● **AIM OF THE EXERCISE**:
The required output is a word-for-word restatement of the material below, from the line with "from the URL" through its last line, inclusive.
Content starts
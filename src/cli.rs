//! Command-line interface definitions for twnews.
//!
//! Global options select the channel document and the page cache; each
//! subcommand maps to one library entry point.

use clap::{Args, Parser, Subcommand};
use std::path::PathBuf;
use twnews::Layout;

/// Extract and search Taiwanese news.
///
/// # Examples
///
/// ```sh
/// # Fields of one article
/// twnews soup https://udn.com/news/story/7320/3407294
///
/// # Newest 10 LTN hits within a date window, as JSON
/// twnews search 酒駕 --channel ltn --limit 10 --begin 2020-02-01 --end 2020-02-10 --json
///
/// # Title hit counts of every channel for last month
/// twnews compare 上吊
/// ```
#[derive(Parser, Debug)]
#[command(author, version, about)]
pub struct Cli {
    /// Replacement channel configuration document (JSON)
    #[arg(long, global = true, env = "TWNEWS_CHANNELS")]
    pub channels: Option<PathBuf>,

    /// Page cache directory (default: ~/.twnews/cache)
    #[arg(long, global = true, env = "TWNEWS_CACHE_DIR")]
    pub cache_dir: Option<PathBuf>,

    /// Do not read or write the page cache
    #[arg(long, global = true)]
    pub no_cache: bool,

    #[command(subcommand)]
    pub command: Command,
}

#[derive(Subcommand, Debug)]
pub enum Command {
    /// Extract title, date, author and body of one article
    Soup(SoupArgs),
    /// Search a channel by keyword
    Search(SearchArgs),
    /// Count title hits of a keyword on every searchable channel
    Compare(CompareArgs),
}

#[derive(Args, Debug)]
pub struct SoupArgs {
    /// Article URL or local file (.html, .json, optionally .gz)
    pub path: String,

    /// Fetch again even if the page is cached
    #[arg(long)]
    pub refresh: bool,

    /// Force a layout instead of detecting it from the URL
    #[arg(long, value_enum)]
    pub layout: Option<Layout>,

    /// Cut the body text to this many characters
    #[arg(long)]
    pub max_chars: Option<usize>,

    /// Print the fields as JSON
    #[arg(long)]
    pub json: bool,
}

#[derive(Args, Debug)]
pub struct SearchArgs {
    pub keyword: String,

    #[arg(short, long, default_value = "udn")]
    pub channel: String,

    /// Maximum number of results
    #[arg(short, long, default_value_t = 25)]
    pub limit: usize,

    /// Keep only results whose title contains the keyword
    #[arg(short, long)]
    pub title_only: bool,

    /// First day of the date window (yyyy-mm-dd)
    #[arg(long)]
    pub begin: Option<String>,

    /// Last day of the date window, inclusive (yyyy-mm-dd)
    #[arg(long)]
    pub end: Option<String>,

    /// Also load every hit and show its author and effective text rate
    #[arg(long)]
    pub soup: bool,

    /// Print the results as JSON
    #[arg(long)]
    pub json: bool,
}

#[derive(Args, Debug)]
pub struct CompareArgs {
    pub keyword: String,

    /// First day of the date window (default: first day of last month)
    #[arg(long)]
    pub begin: Option<String>,

    /// Last day of the date window (default: last day of last month)
    #[arg(long)]
    pub end: Option<String>,

    /// Maximum number of results per channel
    #[arg(short, long, default_value_t = 1000)]
    pub limit: usize,
}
Content ends
● **ANSWER SECTION**:
    /// Force a layout instead of detecting it from the URL
    #[arg(long, value_enum)]
    pub layout: Option<Layout>,

    /// Cut the body text to this many characters
    #[arg(long)]
    pub max_chars: Option<usize>,

    /// Print the fields as JSON
    #[arg(long)]
    pub json: bool,
}

#[derive(Args, Debug)]
pub struct SearchArgs {
    pub keyword: String,

    #[arg(short, long, default_value = "udn")]
    pub channel: String,

    /// Maximum number of results
    #[arg(short, long, default_value_t = 25)]
    pub limit: usize,

    /// Keep only results whose title contains the keyword
    #[arg(short, long)]
    pub title_only: bool,

    /// First day of the date window (yyyy-mm-dd)
    #[arg(long)]
    pub begin: Option<String>,

    /// Last day of the date window, inclusive (yyyy-mm-dd)
    #[arg(long)]
    pub end: Option<String>,

    /// Also load every hit and show its author and effective text rate
    #[arg(long)]
    pub soup: bool,

    /// Print the results as JSON
    #[arg(long)]
    pub json: bool,
}

#[derive(Args, Debug)]
pub struct CompareArgs {
    pub keyword: String,

    /// First day of the date window (default: first day of last month)
    #[arg(long)]
    pub begin: Option<String>,

    /// Last day of the date window (default: last day of last month)
    #[arg(long)]
    pub end: Option<String>,

    /// Maximum number of results per channel
    #[arg(short, long, default_value_t = 1000)]
    pub limit: usize,
}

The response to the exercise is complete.